As things start to settle down, with the peak of COVID-19 hopefully now behind us, people are starting to return to some sense of ‘normality’ in their day to day lives.
I think we all recognise that things will never be the same again after this pandemic, which has affected everyone, through loss of loved ones or battling through the immediate threat to our physical health, employment, financial worries and stress.
Problems such as these have been triggered by a situation that truly brought the world to a standstill.
In the wake of this unprecedented global event, as we begin to feel more relaxed about the threat to our physical health, it is our mental health that will be a concern for many of us.

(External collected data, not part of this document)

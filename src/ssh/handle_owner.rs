//! Handle Owner Task
//!
//! This module implements the "single owner" pattern for the SSH Handle.
//!
//! # Architecture
//!
//! Only one task owns the `Handle<ClientHandler>`. Everything else (the SFTP
//! sub-channel, bounded commands, streamed commands) talks to it through a
//! `HandleController`, which sends commands over an mpsc channel.
//!
//! This avoids:
//! - `Arc<Mutex<Handle>>` lock contention
//! - Deadlocks from holding locks across `.await`
//! - Protocol violations from concurrent Handle access
//!
//! # Usage
//!
//! ```ignore
//! let controller = spawn_handle_owner_task(handle, session_id);
//!
//! // Open a channel
//! let channel = controller.open_session_channel().await?;
//! ```

use std::time::Duration;

use russh::client::{Handle, Msg};
use russh::Channel;
use tokio::sync::{mpsc, oneshot};
use tracing::{debug, info, warn};

use super::client::ClientHandler;
use super::error::SshError;

/// How often the owner task checks whether the transport died underneath it
const LIVENESS_CHECK_INTERVAL: Duration = Duration::from_secs(2);

/// Commands sent to the Handle Owner Task
pub enum HandleCommand {
    /// Open a session channel (exec, subsystem)
    ChannelOpenSession {
        reply_tx: oneshot::Sender<Result<Channel<Msg>, russh::Error>>,
    },

    /// Disconnect the SSH connection
    Disconnect,
}

/// Controller for sending commands to the Handle Owner Task
///
/// Cloning is cheap (copies the sender). Any holder can open channels or
/// disconnect, so it never leaves the process.
#[derive(Clone)]
pub struct HandleController {
    cmd_tx: mpsc::Sender<HandleCommand>,
}

impl HandleController {
    /// Create a new HandleController with the given sender
    ///
    /// This is primarily used for testing. In production, use `spawn_handle_owner_task`.
    pub fn new(cmd_tx: mpsc::Sender<HandleCommand>) -> Self {
        Self { cmd_tx }
    }

    /// Open a session channel
    pub async fn open_session_channel(&self) -> Result<Channel<Msg>, SshError> {
        let (reply_tx, reply_rx) = oneshot::channel();
        self.cmd_tx
            .send(HandleCommand::ChannelOpenSession { reply_tx })
            .await
            .map_err(|_| SshError::Disconnected)?;
        reply_rx
            .await
            .map_err(|_| SshError::Disconnected)?
            .map_err(|e| match e {
                russh::Error::Disconnect => SshError::Disconnected,
                other => SshError::ChannelError(other.to_string()),
            })
    }

    /// Disconnect the SSH connection
    pub async fn disconnect(&self) {
        let _ = self.cmd_tx.send(HandleCommand::Disconnect).await;
    }

    /// Check if the Handle Owner Task is still running
    pub fn is_connected(&self) -> bool {
        !self.cmd_tx.is_closed()
    }
}

/// Spawn the Handle Owner Task
///
/// Consumes ownership of the Handle and returns a HandleController for sending commands.
/// The task ends (and every controller reports disconnected) when `Disconnect` is
/// received, when all controllers are dropped, or when the transport closes on its own.
pub fn spawn_handle_owner_task(
    handle: Handle<ClientHandler>,
    session_id: String,
) -> HandleController {
    let (cmd_tx, mut cmd_rx) = mpsc::channel::<HandleCommand>(64);

    tokio::spawn(async move {
        let handle = handle; // Move into task, becomes sole owner
        let mut liveness = tokio::time::interval(LIVENESS_CHECK_INTERVAL);

        info!("Handle owner task started for session {}", session_id);

        loop {
            tokio::select! {
                cmd = cmd_rx.recv() => match cmd {
                    Some(HandleCommand::ChannelOpenSession { reply_tx }) => {
                        let result = handle.channel_open_session().await;
                        if reply_tx.send(result).is_err() {
                            warn!("Caller dropped before receiving channel_open_session result");
                            // Channel will be dropped, SSH server will close it
                        }
                    }
                    Some(HandleCommand::Disconnect) => {
                        info!("Disconnect requested for session {}", session_id);
                        break;
                    }
                    None => {
                        info!("All controllers dropped for session {}", session_id);
                        break;
                    }
                },

                _ = liveness.tick() => {
                    if handle.is_closed() {
                        warn!("SSH transport closed by peer for session {}", session_id);
                        break;
                    }
                }
            }
        }

        // Refuse anything still queued, callers see `Disconnected`
        drain_pending_commands(&mut cmd_rx);

        let _ = handle
            .disconnect(russh::Disconnect::ByApplication, "Session closed", "en")
            .await;
        debug!("Handle owner task terminated for session {}", session_id);
    });

    HandleController { cmd_tx }
}

/// Drain all pending commands, returning Disconnected error to each
fn drain_pending_commands(cmd_rx: &mut mpsc::Receiver<HandleCommand>) {
    // Close receiver first, prevent new messages
    cmd_rx.close();

    while let Ok(cmd) = cmd_rx.try_recv() {
        match cmd {
            HandleCommand::ChannelOpenSession { reply_tx } => {
                let _ = reply_tx.send(Err(russh::Error::Disconnect));
            }
            HandleCommand::Disconnect => {
                // Already disconnecting, ignore
            }
        }
    }
}
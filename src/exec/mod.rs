//! Remote command execution
//!
//! Bounded commands run to completion and return their combined output;
//! streamed commands hand out converted markup chunk by chunk while the
//! remote process is still running.

mod channel;
mod command;
mod stream;

pub use channel::{ChannelEvent, ExecChannel, ExecTransport};
pub use command::{CommandExecutor, CommandResult};
pub use stream::{StreamChunk, StreamState, StreamingExecutor};
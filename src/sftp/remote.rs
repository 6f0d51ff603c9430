//! Remote filesystem seam
//!
//! The bridge only ever talks to the remote through `RemoteFs`. The production
//! implementation is the russh-sftp backed `SftpSession`.

use async_trait::async_trait;
use tokio::io::{AsyncRead, AsyncWrite};

use super::types::{RemoteDirEntry, RemoteStat, WriteMode};
use crate::error::BridgeError;

pub type RemoteReader = Box<dyn AsyncRead + Send + Unpin>;
pub type RemoteWriter = Box<dyn AsyncWrite + Send + Unpin>;

#[async_trait]
pub trait RemoteFs: Send + Sync {
    /// Stat `path`, following symbolic links.
    async fn stat(&self, path: &str) -> Result<RemoteStat, BridgeError>;

    /// Entries of a directory. Symbolic links are reported by what they point
    /// to; a dangling link is a file.
    async fn read_dir(&self, path: &str) -> Result<Vec<RemoteDirEntry>, BridgeError>;

    async fn open_read(&self, path: &str) -> Result<RemoteReader, BridgeError>;

    async fn open_write(&self, path: &str, mode: WriteMode) -> Result<RemoteWriter, BridgeError>;

    async fn create_dir(&self, path: &str) -> Result<(), BridgeError>;

    async fn remove_file(&self, path: &str) -> Result<(), BridgeError>;

    /// Remove an empty directory.
    async fn remove_dir(&self, path: &str) -> Result<(), BridgeError>;

    async fn rename(&self, from: &str, to: &str) -> Result<(), BridgeError>;

    /// Whether `path` exists at all (dangling links count as existing).
    async fn exists(&self, path: &str) -> Result<bool, BridgeError>;

    /// Shut the sub-connection down. Further calls fail.
    async fn close(&self) {}
}
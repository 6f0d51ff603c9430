//! VPS Explorer - a browser front door to one remote machine
//!
//! Holds a single SSH connection and its SFTP channel, and serves file
//! browsing, editing, transfers and command execution over HTTP.

// Use mimalloc as the global allocator for better performance
// with high-frequency small allocations (output chunks, request bodies)
#[global_allocator]
static GLOBAL: mimalloc::MiMalloc = mimalloc::MiMalloc;

pub mod config;
pub mod error;
pub mod exec;
pub mod gateway;
pub mod sftp;
pub mod ssh;
pub mod terminal;

#[cfg(test)]
mod testing;

pub use error::BridgeError;

use tracing_subscriber::{layer::SubscriberExt, util::SubscriberInitExt, EnvFilter};

/// Install the global subscriber. `RUST_LOG` wins over `default_level`.
pub fn init_logging(default_level: &str) {
    tracing_subscriber::registry()
        .with(EnvFilter::try_from_default_env().unwrap_or_else(|_| EnvFilter::new(default_level)))
        .with(tracing_subscriber::fmt::layer())
        .init();
}
//! Command-line configuration
//!
//! One remote machine per process: the CLI gathers the SSH credentials and
//! the listening address, then hands out a `BridgeConfig`.

use clap::{ArgGroup, Parser};
use rand::Rng;
use serde::{Deserialize, Serialize};

use crate::error::BridgeError;
use crate::ssh::{AuthMethod, SshConfig};

/// Range a listening port is drawn from when none is given
pub const RANDOM_PORT_RANGE: std::ops::RangeInclusive<u16> = 5000..=9999;

#[derive(Parser)]
#[command(
    name = "vps-explorer",
    version,
    about = "Browse, edit and run commands on a remote machine from a web browser"
)]
#[command(group(ArgGroup::new("auth").required(true).args(["password", "key"])))]
pub struct Cli {
    #[arg(long, env = "VPS_HOST", help = "Remote host to connect to")]
    pub host: String,

    #[arg(long, short = 'p', env = "VPS_PORT", default_value_t = 22, help = "SSH port")]
    pub port: u16,

    #[arg(long, short = 'u', env = "VPS_USER", default_value = "root", help = "SSH user")]
    pub user: String,

    #[arg(long, env = "VPS_PASSWORD", hide_env_values = true, help = "Password authentication")]
    pub password: Option<String>,

    #[arg(long, value_name = "PATH", env = "VPS_KEY", help = "Private key authentication")]
    pub key: Option<String>,

    #[arg(
        long,
        env = "VPS_KEY_PASSPHRASE",
        hide_env_values = true,
        help = "Passphrase for an encrypted private key"
    )]
    pub passphrase: Option<String>,

    #[arg(long = "connect-timeout", value_name = "SECS", default_value_t = 10)]
    pub connect_timeout: u64,

    #[arg(long, default_value = "0.0.0.0", help = "Address the web server binds to")]
    pub bind: String,

    #[arg(
        long = "listen-port",
        help = "Web server port (random between 5000 and 9999 when omitted)"
    )]
    pub listen_port: Option<u16>,

    #[arg(long = "max-upload-mb", value_name = "MB", default_value_t = 1024)]
    pub max_upload_mb: usize,

    #[arg(
        long = "log-level",
        env = "VPS_LOG_LEVEL",
        default_value = "info",
        help = "Default log filter when RUST_LOG is unset"
    )]
    pub log_level: String,
}

impl Cli {
    pub fn into_config(self) -> Result<BridgeConfig, BridgeError> {
        if self.passphrase.is_some() && self.key.is_none() {
            return Err(BridgeError::invalid("--passphrase requires --key"));
        }

        let auth = match (self.key, self.password) {
            (Some(key_path), _) => AuthMethod::key(key_path, self.passphrase),
            (None, Some(password)) => AuthMethod::password(password),
            (None, None) => {
                return Err(BridgeError::invalid("Either --password or --key is required"))
            }
        };

        let mut ssh = SshConfig::new(self.host, self.port, self.user, auth);
        ssh.timeout_secs = self.connect_timeout;

        let server = ServerConfig {
            bind: self.bind,
            port: self
                .listen_port
                .unwrap_or_else(|| rand::thread_rng().gen_range(RANDOM_PORT_RANGE)),
            max_upload_bytes: self.max_upload_mb.saturating_mul(1024 * 1024),
        };

        Ok(BridgeConfig { ssh, server })
    }
}

/// Everything the binary needs to run
#[derive(Debug, Clone, Serialize, Deserialize)]
pub struct BridgeConfig {
    pub ssh: SshConfig,
    pub server: ServerConfig,
}

/// Web server settings
#[derive(Debug, Clone, Serialize, Deserialize)]
pub struct ServerConfig {
    #[serde(default = "default_bind")]
    pub bind: String,
    pub port: u16,
    /// Largest accepted request body
    #[serde(default = "default_max_upload")]
    pub max_upload_bytes: usize,
}

fn default_bind() -> String {
    "0.0.0.0".to_string()
}

fn default_max_upload() -> usize {
    1024 * 1024 * 1024
}

impl Default for ServerConfig {
    fn default() -> Self {
        Self {
            bind: default_bind(),
            port: 8000,
            max_upload_bytes: default_max_upload(),
        }
    }
}
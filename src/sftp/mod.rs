//! SFTP file management module
//!
//! Provides remote file browsing, editing, upload, download (with directory
//! archiving) and SQLite preview over the session's SFTP sub-connection.

mod archive;
mod bridge;
pub mod path_utils;
pub mod remote;
pub mod session;
mod sqlite_preview;
pub mod types;

pub use bridge::FileSystemBridge;
pub use remote::{RemoteFs, RemoteReader, RemoteWriter};
pub use session::SftpSession;
pub use types::*;
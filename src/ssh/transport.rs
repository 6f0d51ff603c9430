//! russh-backed exec transport
//!
//! Channel opens go through the `HandleController`, so the handle owner task
//! serializes them; each command then owns its channel outright.

use async_trait::async_trait;
use russh::client::Msg;
use russh::{Channel, ChannelMsg};
use tracing::{debug, warn};

use super::handle_owner::HandleController;
use crate::error::BridgeError;
use crate::exec::{ChannelEvent, ExecChannel, ExecTransport};

pub struct SshTransport {
    controller: HandleController,
}

impl SshTransport {
    pub fn new(controller: HandleController) -> Self {
        Self { controller }
    }
}

#[async_trait]
impl ExecTransport for SshTransport {
    async fn open_exec(&self, command: &str) -> Result<Box<dyn ExecChannel>, BridgeError> {
        let channel = self.controller.open_session_channel().await?;

        channel
            .exec(true, command)
            .await
            .map_err(|e| BridgeError::remote(format!("Failed to execute command: {}", e)))?;

        debug!("Exec channel {:?} started", channel.id());
        Ok(Box::new(SshExecChannel { channel }))
    }

    fn is_alive(&self) -> bool {
        self.controller.is_connected()
    }

    async fn disconnect(&self) {
        self.controller.disconnect().await;
    }
}

struct SshExecChannel {
    channel: Channel<Msg>,
}

#[async_trait]
impl ExecChannel for SshExecChannel {
    async fn next_event(&mut self) -> Result<Option<ChannelEvent>, BridgeError> {
        loop {
            let event = match self.channel.wait().await {
                Some(ChannelMsg::Data { data }) => ChannelEvent::Stdout(data.to_vec()),
                Some(ChannelMsg::ExtendedData { data, ext }) => {
                    if ext != 1 {
                        continue;
                    }
                    ChannelEvent::Stderr(data.to_vec())
                }
                Some(ChannelMsg::ExitStatus { exit_status }) => {
                    ChannelEvent::ExitStatus(exit_status)
                }
                Some(ChannelMsg::ExitSignal { signal_name, .. }) => {
                    warn!("Remote command killed by signal {:?}", signal_name);
                    continue;
                }
                Some(ChannelMsg::Eof) => ChannelEvent::Eof,
                Some(ChannelMsg::Close) | None => return Ok(None),
                Some(_) => continue,
            };
            return Ok(Some(event));
        }
    }

    async fn close(&mut self) {
        if let Err(e) = self.channel.close().await {
            debug!("Closing exec channel failed: {}", e);
        }
    }
}
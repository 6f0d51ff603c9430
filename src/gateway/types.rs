//! Request and response records for the HTTP gateway
//!
//! Every envelope endpoint answers HTTP 200 with either
//! `{"status": "ok", ...}` or `{"status": "error", "message": ...}`.

use axum::http::StatusCode;
use axum::response::{IntoResponse, Response};
use axum::Json;
use serde::{Deserialize, Serialize};

use crate::error::BridgeError;
use crate::sftp::{DatabasePreview, NewItemKind};
use crate::ssh::SessionState;

// ============================================================================
// Requests
// ============================================================================

/// `?path=` on read-only endpoints
#[derive(Debug, Default, Deserialize)]
pub struct PathQuery {
    pub path: Option<String>,
}

#[derive(Debug, Default, Deserialize)]
pub struct DownloadQuery {
    pub path: Option<String>,
    pub inline: Option<String>,
}

impl DownloadQuery {
    pub fn is_inline(&self) -> bool {
        self.inline.as_deref() == Some("1")
    }
}

#[derive(Debug, Default, Deserialize)]
pub struct SaveForm {
    pub path: Option<String>,
    /// An absent body saves an empty file
    #[serde(default)]
    pub content: String,
}

#[derive(Debug, Default, Deserialize)]
pub struct PathForm {
    pub path: Option<String>,
}

#[derive(Debug, Deserialize)]
pub struct NewItemForm {
    pub parent_path: Option<String>,
    pub name: Option<String>,
    #[serde(rename = "type", default = "default_item_kind")]
    pub kind: NewItemKind,
}

fn default_item_kind() -> NewItemKind {
    NewItemKind::File
}

#[derive(Debug, Default, Deserialize)]
pub struct RenameForm {
    pub old_path: Option<String>,
    pub new_name: Option<String>,
}

#[derive(Debug, Default, Deserialize)]
pub struct CommandForm {
    pub command: Option<String>,
}

/// Take a required argument, treating an empty value as missing.
pub fn required(value: Option<String>, message: &str) -> Result<String, ApiError> {
    match value {
        Some(v) if !v.is_empty() => Ok(v),
        _ => Err(ApiError(BridgeError::invalid(message))),
    }
}

// ============================================================================
// Responses
// ============================================================================

#[derive(Debug, Serialize)]
struct Envelope<T> {
    status: &'static str,
    #[serde(flatten)]
    body: T,
}

/// Successful envelope around a response record
pub struct ApiOk<T>(pub T);

impl<T: Serialize> IntoResponse for ApiOk<T> {
    fn into_response(self) -> Response {
        Json(Envelope {
            status: "ok",
            body: self.0,
        })
        .into_response()
    }
}

#[derive(Debug, Serialize)]
struct ErrorBody {
    message: String,
}

/// Error envelope. Still HTTP 200: the browser reads `status`, not the code.
#[derive(Debug)]
pub struct ApiError(pub BridgeError);

impl From<BridgeError> for ApiError {
    fn from(err: BridgeError) -> Self {
        Self(err)
    }
}

impl IntoResponse for ApiError {
    fn into_response(self) -> Response {
        let body = Envelope {
            status: "error",
            body: ErrorBody {
                message: self.0.to_string(),
            },
        };
        (StatusCode::OK, Json(body)).into_response()
    }
}

pub type ApiResult<T> = Result<ApiOk<T>, ApiError>;

#[derive(Debug, Serialize)]
pub struct MessageResponse {
    pub message: String,
}

impl MessageResponse {
    pub fn new(message: impl Into<String>) -> Self {
        Self {
            message: message.into(),
        }
    }
}

#[derive(Debug, Serialize)]
pub struct FileContent {
    pub content: String,
}

#[derive(Debug, Serialize)]
pub struct RenameResponse {
    pub message: String,
    pub new_path: String,
}

#[derive(Debug, Serialize)]
pub struct ExecuteResponse {
    pub output: String,
    pub exit_status: Option<u32>,
}

#[derive(Debug, Serialize)]
pub struct PreviewResponse {
    pub data: DatabasePreview,
}

#[derive(Debug, Serialize)]
pub struct HealthStatus {
    pub connected: bool,
    pub session: SessionState,
}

The impact of COVID-19 on our mental health will likely have been building throughout lockdown. As we return to social interactions and the general business of everyday life, many people will recognise signs that they are struggling to readjust. Meeting up with family and friends and participating in social activities again may be challenging for some people. Coping again with the pressures of commuting, time management, targets and office politics, while balancing work/home life, finding time to relax, and the difficulties managing these stressors, will also return.
Sadly, many people have lost loved ones, and will also be experiencing the grieving process due to COVID-19. How these events will impact on our mental health will, of course, differ for each of us.
Regardless of what stresses we face; it is our ability to cope with them, combined with what support we have around us, which helps us to manage when things get particularly difficult.
It is likely that many will experience anxiety around returning to work or social activities, and it is important that we all recognise this as we go back into the workplace. We must ensure that we are supportive and kind to all of our colleagues, as we may not know what they have had to overcome in order to be there.
Many more of us will be struggling with our mood.
Isolation, loneliness and stress are the main causes of depression, and it is likely that this situation will have had a profound impact on people who were already experiencing problems with depression and anxiety.
Supporting everyone in the workplace with a positive and open culture around mental health is more important now than ever. Employers can do so much to help their employees to maintain good mental health, and it is in the interests of everyone for them to do so. The financial cost of mental health to employers has increased to more than £45 billion a year in the UK, but the true cost is the impact that poor mental health has on individual lives.
Wise employers are no longer saying “leave it at the door” when it comes to mental health in the workplace. They recognise that, to get the best out of their employees, they need to invite them to bring their whole self to work.
A culture around acceptance, that provides non-judgemental and supportive responses to mental health in the workplace, improves outcomes for all. Earlier intervention when mental health problems do develop, increases recovery rates, and protects over-stretched NHS services.
Where employers provide proactive support around staff mental health, they also see a return on investment of £6 for every £1 spent, through reduced absences and improved productivity, satisfaction and retention.
As we return to work and to our stressful, busy lives, making mental health support the top priority for workplaces is no longer a choice for employers, it is a must.